We have often described to us the scene we will be faced with when our Day of Judgment arrives on our 121st birthday. I personally had never felt the full impact of what that day in court might be like until recently when I went to an earthly court over a large sum of money that was owed to me.

Suddenly, I was called upon to respond to accusations, recall dates and events that transpired long ago, remember what I said on those occasions and prove my rights to the demands that I was making.

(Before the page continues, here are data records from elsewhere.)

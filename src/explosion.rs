//! Layered shell bursts.
//!
//! A primary burst emits five fixed-ratio layers sized by a device
//! multiplier. Full desktops also get delayed shrapnel: three small
//! sub-bursts a little way off the origin.

use std::f32::consts::TAU;
use std::time::Duration;

use crate::color::Palette;
use crate::device::DeviceProfile;
use crate::particle::{Particle, Tier};

/// Base counts per layer before the device multiplier.
pub const LAYERS: [(Tier, u32); 5] = [
    (Tier::Outer, 50),
    (Tier::Middle, 70),
    (Tier::Inner, 55),
    (Tier::Spark, 80),
    (Tier::Glitter, 40),
];

pub const SECONDARY_DELAY: Duration = Duration::from_millis(200);
pub const SECONDARY_BURSTS: usize = 3;
pub const SECONDARY_BASE: u32 = 25;
const SECONDARY_OFFSET: (f32, f32) = (30.0, 80.0);

/// Device multiplier in whole percent so counts floor exactly.
pub fn multiplier_percent(profile: &DeviceProfile) -> u32 {
    if profile.is_small_mobile() {
        40
    } else if profile.is_mobile() {
        50
    } else {
        85
    }
}

pub fn scaled(base: u32, percent: u32) -> usize {
    (base * percent / 100) as usize
}

/// Pending shrapnel, fired [`SECONDARY_DELAY`] after the primary burst.
#[derive(Clone, Debug)]
pub struct Secondary {
    pub x: f32,
    pub y: f32,
    pub palette: &'static Palette,
    pub percent: u32,
}

pub struct Burst {
    pub particles: Vec<Particle>,
    pub secondary: Option<Secondary>,
}

pub fn primary(
    x: f32,
    y: f32,
    palette: &'static Palette,
    profile: &DeviceProfile,
    rng: &mut fastrand::Rng,
) -> Burst {
    let percent = multiplier_percent(profile);
    let total: usize = LAYERS.iter().map(|&(_, base)| scaled(base, percent)).sum();

    let mut particles = Vec::with_capacity(total);
    for (tier, base) in LAYERS {
        for _ in 0..scaled(base, percent) {
            particles.push(Particle::new(x, y, palette, tier, profile, rng));
        }
    }

    let secondary = (!profile.is_mobile()).then(|| Secondary { x, y, palette, percent });
    Burst { particles, secondary }
}

/// Shrapnel uses the profile current when it fires, not when it was queued.
pub fn secondary(
    shell: &Secondary,
    profile: &DeviceProfile,
    rng: &mut fastrand::Rng,
    out: &mut Vec<Particle>,
) {
    let per_burst = scaled(SECONDARY_BASE, shell.percent);
    out.reserve(per_burst * SECONDARY_BURSTS);
    for _ in 0..SECONDARY_BURSTS {
        let offset = SECONDARY_OFFSET.0 + rng.f32() * (SECONDARY_OFFSET.1 - SECONDARY_OFFSET.0);
        let angle = rng.f32() * TAU;
        let mx = shell.x + angle.cos() * offset;
        let my = shell.y + angle.sin() * offset;
        for _ in 0..per_burst {
            out.push(Particle::new(mx, my, shell.palette, Tier::Mini, profile, rng));
        }
    }
}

I was in Israel during the Gulf War. I have been in childbirth labor, but except for one time when I didn't know the wehereabouts of my son for a couple of nervewracking hours, I don't recall saying Tehillim more fervently. Not that money means more to me than life, only that here was a situation where my destiny seemed to be at the mercy of a judge and all I could do was plead my case. And suddenly, I understood.

I realized how it must feel when it comes time to render accounts. Not how I spent my money, but how I have spent my life. I sat there looking at my attorney who very much looked like a defending angel, at the other attorney, trying in the best interests of his client to make me look as if I had shirked my responsibilities, and at the judge sincerely trying to be reassuring, merciful and just to both parties. And suddenly, sitting there in helpless limbo, I was afraid, because I saw a glimpse of what it might be like in a Superior Court.

If I was extra scrupulous in my mitzva observance in the weeks preceeding my trial and unquestioningly gave $5 to a Jew who approached me in the subway on my way to the trial, if I could be so diligent in saying Tehillim and motivating everyone I knew to dedicate their supplications on my behalf upon my days in court -- with only human beings pleading a monetary cause, how much more so did I become aware of my obligation regarding a much Higher Court made up of defending and prosecuting angels and the A-mighty Himself. With the visual and tactile experience I was undergoing, I couldn't imagine Yom Kippur being the same for me again.

My judgment wasn't rendered right away. When I turned tear- filled eyes questioningly to my lawyer, as this case had been going on for a number of years already, my attorney said to me that perhaps Heaven wanted me to achieve a higher level of sanctity. She is undoubtedly right.

My lawyer is pretty sure that b'ezras Hashem the verdict will be in my favor. I wish I had the same assurances in the Higher Court.

This article was submitted half a year ago, but was withheld until Elul. Just last week Mrs. Saltzman called to find out to remind me -- and to let me know that she won her case!

May we all find favor and mercy before our own Heavenly Judge in our own upcoming annual Judgment.